The country's Ampasindava peninsula is reportedly home to 628 million metric tons of ionic clays with a significant concentration of rare earths, particularly dysprosium, neodymium and europium. It's considered one of the largest rare earth deposits outside China. Whether or not it is ever developed is up in the air.
The declining in rare earths production in recent years is due in large part to increasing opposition to rare earths mining on the part of farmers who are strongly against mining activity in their communities.
In April 2024, Energy Fuels (TSX:EFR,NYSEAMERICAN:UUUU) agreed to acquire Base Resources and its advanced Toliara heavy mineral sands project in Southwest Madagascar. Energy Fuels plans to separate monazite sands from Toliara's Ranobe deposit at its White Mesa mill in Utah, US.
9. Vietnam
Mine production: 600 metric tons
Vietnam’s rare earths production came in at 600 metric tons in 2023, a fall from 1,200 MT in 2022. Vietnam holds the world's second largest known rare earths reserves, including several rare earth deposits against its northwestern border with China and along its eastern coastline.
The country's government is interested in building its clean energy capacity, including solar panels, and is said to be looking to produce more rare earths for its supply chain for that reason. It has set a goal of extracting and processing 2 million metric tons of rare earths per year by 2030.
However, serious corruption charges in October of 2023 that led to the arrests of top industry executives, including the chairman of Vietnam Rare Earth JSC, has hamstrung those plans. "The arrests stalled government plans to auction new rare earth mining concessions and cast a cloud of uncertainty over the industry that has given foreign investors pause," reported Asia Times.
10. Brazil
Mine production: 80 metric tons
Brazil produced just 80 metric tons of rare earths in 2023, although the country holds reserves of 21,000,000 MT. Back in 2012, a US$8.4 billion rare earths deposit was discovered in Brazil.
In August 2024, St. George Mining (ASX:SGQ) announced its plans to acquire the Araxa niobium-rare earths project located in Minas Gerais, Brazil. It is adjacent to CBMM's flagship niobium mine, which is a prolific producer of niobium.

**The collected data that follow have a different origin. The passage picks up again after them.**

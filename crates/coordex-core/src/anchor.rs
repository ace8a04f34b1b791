//! 锚点解析
//!
//! 把一个实体归约为单个代表性2D点：
//! - 圆 → 圆心
//! - 块引用 → 插入点
//!
//! 解析规则按类型判别标签注册在查找表中，新增实体类型只需
//! 调用 [`AnchorResolver::register`]，不需要改动任何调用方。

use crate::entity::{Entity, EntityId};
use crate::geometry::Geometry;
use crate::math::Point2;
use std::collections::HashMap;

/// 锚点提取函数
///
/// 返回 `None` 表示该实体虽然类型匹配，但无法得到有效锚点
/// （例如坐标为 NaN/无穷）。
pub type AnchorFn = fn(&Geometry) -> Option<Point2>;

/// 解析错误
#[derive(Debug, Clone, PartialEq, Eq)]
pub enum ResolveError {
    /// 判别标签没有对应的解析规则
    UnsupportedKind { id: EntityId, kind: &'static str },
    /// 类型匹配但锚点缺失/未定义
    MissingAnchor { id: EntityId, kind: &'static str },
}

impl std::fmt::Display for ResolveError {
    fn fmt(&self, f: &mut std::fmt::Formatter<'_>) -> std::fmt::Result {
        match self {
            ResolveError::UnsupportedKind { id, kind } => {
                write!(f, "Unsupported entity kind {} for entity {}", kind, id)
            }
            ResolveError::MissingAnchor { id, kind } => {
                write!(f, "Entity {} ({}) has no anchor point", id, kind)
            }
        }
    }
}

impl std::error::Error for ResolveError {}

/// 锚点解析器
pub struct AnchorResolver {
    table: HashMap<&'static str, AnchorFn>,
}

impl AnchorResolver {
    /// 创建空解析器（不含任何规则）
    pub fn empty() -> Self {
        Self {
            table: HashMap::new(),
        }
    }

    /// 创建标准解析器：圆→圆心，块引用→插入点
    pub fn standard() -> Self {
        let mut resolver = Self::empty();
        resolver.register("CIRCLE", |g| match g {
            Geometry::Circle(c) => finite(c.center),
            _ => None,
        });
        resolver.register("INSERT", |g| match g {
            Geometry::Insert(i) => finite(i.position),
            _ => None,
        });
        resolver
    }

    /// 注册一种实体类型的锚点提取规则
    pub fn register(&mut self, kind: &'static str, extract: AnchorFn) {
        self.table.insert(kind, extract);
    }

    /// 判别标签是否有对应规则
    pub fn supports(&self, kind: &str) -> bool {
        self.table.contains_key(kind)
    }

    /// 解析实体的锚点
    ///
    /// 无规则 → [`ResolveError::UnsupportedKind`]；
    /// 有规则但锚点无效 → [`ResolveError::MissingAnchor`]。
    /// 绝不回退到默认点（如原点）。
    pub fn resolve(&self, entity: &Entity) -> Result<Point2, ResolveError> {
        let kind = entity.kind();
        let extract = self.table.get(kind).ok_or(ResolveError::UnsupportedKind {
            id: entity.id,
            kind,
        })?;
        extract(&entity.geometry).ok_or(ResolveError::MissingAnchor {
            id: entity.id,
            kind,
        })
    }
}

impl Default for AnchorResolver {
    fn default() -> Self {
        Self::standard()
    }
}

/// 坐标全部有限时返回该点
fn finite(point: Point2) -> Option<Point2> {
    if point.x.is_finite() && point.y.is_finite() {
        Some(point)
    } else {
        None
    }
}

#[cfg(test)]
mod tests {
    use super::*;
    use crate::geometry::{Circle, Insert, Line, Text};

    fn circle(id: u64, x: f64, y: f64) -> Entity {
        Entity::new(
            EntityId(id),
            Geometry::Circle(Circle::new(Point2::new(x, y), 1.0)),
        )
    }

    #[test]
    fn test_resolve_circle_center() {
        let resolver = AnchorResolver::standard();
        let anchor = resolver.resolve(&circle(1, 3.0, -4.5)).unwrap();
        assert_eq!(anchor, Point2::new(3.0, -4.5));
    }

    #[test]
    fn test_resolve_insert_position() {
        let resolver = AnchorResolver::standard();
        let entity = Entity::new(
            EntityId(2),
            Geometry::Insert(Insert::new("BOLT", Point2::new(10.0, 20.0))),
        );
        let anchor = resolver.resolve(&entity).unwrap();
        assert_eq!(anchor, Point2::new(10.0, 20.0));
    }

    #[test]
    fn test_unsupported_kind() {
        let resolver = AnchorResolver::standard();
        let entity = Entity::new(
            EntityId(3),
            Geometry::Line(Line::new(Point2::origin(), Point2::new(1.0, 1.0))),
        );
        let err = resolver.resolve(&entity).unwrap_err();
        assert_eq!(
            err,
            ResolveError::UnsupportedKind {
                id: EntityId(3),
                kind: "LINE"
            }
        );
    }

    #[test]
    fn test_missing_anchor() {
        let resolver = AnchorResolver::standard();
        let err = resolver.resolve(&circle(4, f64::NAN, 0.0)).unwrap_err();
        assert_eq!(
            err,
            ResolveError::MissingAnchor {
                id: EntityId(4),
                kind: "CIRCLE"
            }
        );
    }

    #[test]
    fn test_register_new_kind() {
        // 注册新类型不需要改动 resolve 调用方
        let mut resolver = AnchorResolver::standard();
        resolver.register("TEXT", |g| match g {
            Geometry::Text(t) => Some(t.position),
            _ => None,
        });

        let entity = Entity::new(
            EntityId(5),
            Geometry::Text(Text::new(Point2::new(7.0, 8.0), "label", 2.5)),
        );
        assert!(resolver.supports("TEXT"));
        assert_eq!(resolver.resolve(&entity).unwrap(), Point2::new(7.0, 8.0));
    }
}
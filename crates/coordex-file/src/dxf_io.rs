//! DXF选区读取
//!
//! 从DXF文件按实体类型过滤读取实体，
//! 等价于宿主CAD里按类型过滤的选择集。

use crate::error::ExportError;
use coordex_core::entity::{Entity, EntityId};
use coordex_core::geometry::{Circle, Geometry, Insert, Line, Text};
use coordex_core::math::Point2;
use std::path::Path;

/// 从DXF文件读取指定类型的实体
///
/// `kind` 是DXF类型名（如 `"CIRCLE"`、`"INSERT"`），
/// 其余类型全部跳过。实体按文件中出现的顺序编号。
pub fn load_selection(path: &Path, kind: &str) -> Result<Vec<Entity>, ExportError> {
    let drawing = dxf::Drawing::load_file(path).map_err(|e| ExportError::Dxf(e.to_string()))?;

    let mut entities = Vec::new();
    for dxf_entity in drawing.entities() {
        let Some(geometry) = convert_dxf_entity(dxf_entity) else {
            continue;
        };
        if geometry.type_name() != kind {
            continue;
        }
        let id = EntityId(entities.len() as u64 + 1);
        entities.push(Entity::new(id, geometry));
    }

    tracing::info!(
        "Loaded {} {} entities from {}",
        entities.len(),
        kind,
        path.display()
    );

    Ok(entities)
}

/// 将DXF实体转换为Coordex几何
fn convert_dxf_entity(entity: &dxf::entities::Entity) -> Option<Geometry> {
    let geometry = match &entity.specific {
        dxf::entities::EntityType::Circle(circle) => {
            let center = Point2::new(circle.center.x, circle.center.y);
            Geometry::Circle(Circle::new(center, circle.radius))
        }

        dxf::entities::EntityType::Insert(insert) => {
            let position = Point2::new(insert.location.x, insert.location.y);
            Geometry::Insert(Insert::new(insert.name.clone(), position))
        }

        dxf::entities::EntityType::Line(line) => {
            let start = Point2::new(line.p1.x, line.p1.y);
            let end = Point2::new(line.p2.x, line.p2.y);
            Geometry::Line(Line::new(start, end))
        }

        dxf::entities::EntityType::Text(text) => {
            let position = Point2::new(text.location.x, text.location.y);
            Geometry::Text(Text::new(position, text.value.clone(), text.text_height))
        }

        // 其他类型与导出无关
        _ => return None,
    };

    Some(geometry)
}

#[cfg(test)]
mod tests {
    use super::*;

    fn dxf_circle(x: f64, y: f64, radius: f64) -> dxf::entities::Entity {
        let mut circle = dxf::entities::Circle::default();
        circle.center = dxf::Point::new(x, y, 0.0);
        circle.radius = radius;
        dxf::entities::Entity::new(dxf::entities::EntityType::Circle(circle))
    }

    fn dxf_insert(name: &str, x: f64, y: f64) -> dxf::entities::Entity {
        let mut insert = dxf::entities::Insert::default();
        insert.name = name.to_string();
        insert.location = dxf::Point::new(x, y, 0.0);
        dxf::entities::Entity::new(dxf::entities::EntityType::Insert(insert))
    }

    #[test]
    fn test_convert_circle() {
        let converted = convert_dxf_entity(&dxf_circle(1.5, -2.0, 3.0)).unwrap();
        match converted {
            Geometry::Circle(c) => {
                assert_eq!(c.center, Point2::new(1.5, -2.0));
                assert_eq!(c.radius, 3.0);
            }
            other => panic!("Expected circle, got {}", other.type_name()),
        }
    }

    #[test]
    fn test_convert_insert() {
        let converted = convert_dxf_entity(&dxf_insert("BOLT", 10.0, 20.0)).unwrap();
        match converted {
            Geometry::Insert(i) => {
                assert_eq!(i.name, "BOLT");
                assert_eq!(i.position, Point2::new(10.0, 20.0));
            }
            other => panic!("Expected insert, got {}", other.type_name()),
        }
    }

    #[test]
    fn test_load_selection_filters_by_kind() {
        let file_path = std::env::temp_dir().join("coordex_selection.dxf");

        let mut drawing = dxf::Drawing::new();
        drawing.add_entity(dxf_circle(0.0, 0.0, 1.0));
        drawing.add_entity(dxf_insert("BOLT", 5.0, 5.0));
        drawing.add_entity(dxf_circle(2.0, 3.0, 0.5));
        drawing.save_file(&file_path).expect("Failed to save");

        let circles = load_selection(&file_path, "CIRCLE").expect("Failed to load");
        assert_eq!(circles.len(), 2);
        assert!(circles.iter().all(|e| e.kind() == "CIRCLE"));
        assert_eq!(circles[0].id, EntityId(1));
        assert_eq!(circles[1].id, EntityId(2));

        let inserts = load_selection(&file_path, "INSERT").expect("Failed to load");
        assert_eq!(inserts.len(), 1);

        let texts = load_selection(&file_path, "TEXT").expect("Failed to load");
        assert!(texts.is_empty());

        std::fs::remove_file(&file_path).ok();
    }
}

Another significant rare earths project in Brazil is Resouro Strategic Metals' (TSXV:RSM,ASX:RAU) Tiros titanium-rare earths project located in Minas Gerais. In July, Resource published a maiden JORC-compliant mineral resource estimate for the central block of Tiros; the resource estimate stands at 1.7 billion MT, divided into 1 billion MT in the measured and indicated category, and 700 million MT in the inferred category. It contains 3,900 parts per million (ppm) total rare earth oxides, 1,100 ppm magnet rare earth oxides and 12 percent titanium dioxide.
10. Malaysia
Mine production: 80 metric tons
Malaysia produced 80 metric tons of rare earths in 2023, on par with its output in the previous year and tying with Brazil for 10th place. Malaysia hosts the world's fourth largest rare earth reserves.
Malaysia represented the second biggest source for US rare earth imports in 2023 at 11 percent, according to the USGS, up from 8 percent in the previous year. Australia's Lynas (ASX:LYC,OTC Pink:LYSCF) sends its mined material for refining and processing to its plant in Malaysia.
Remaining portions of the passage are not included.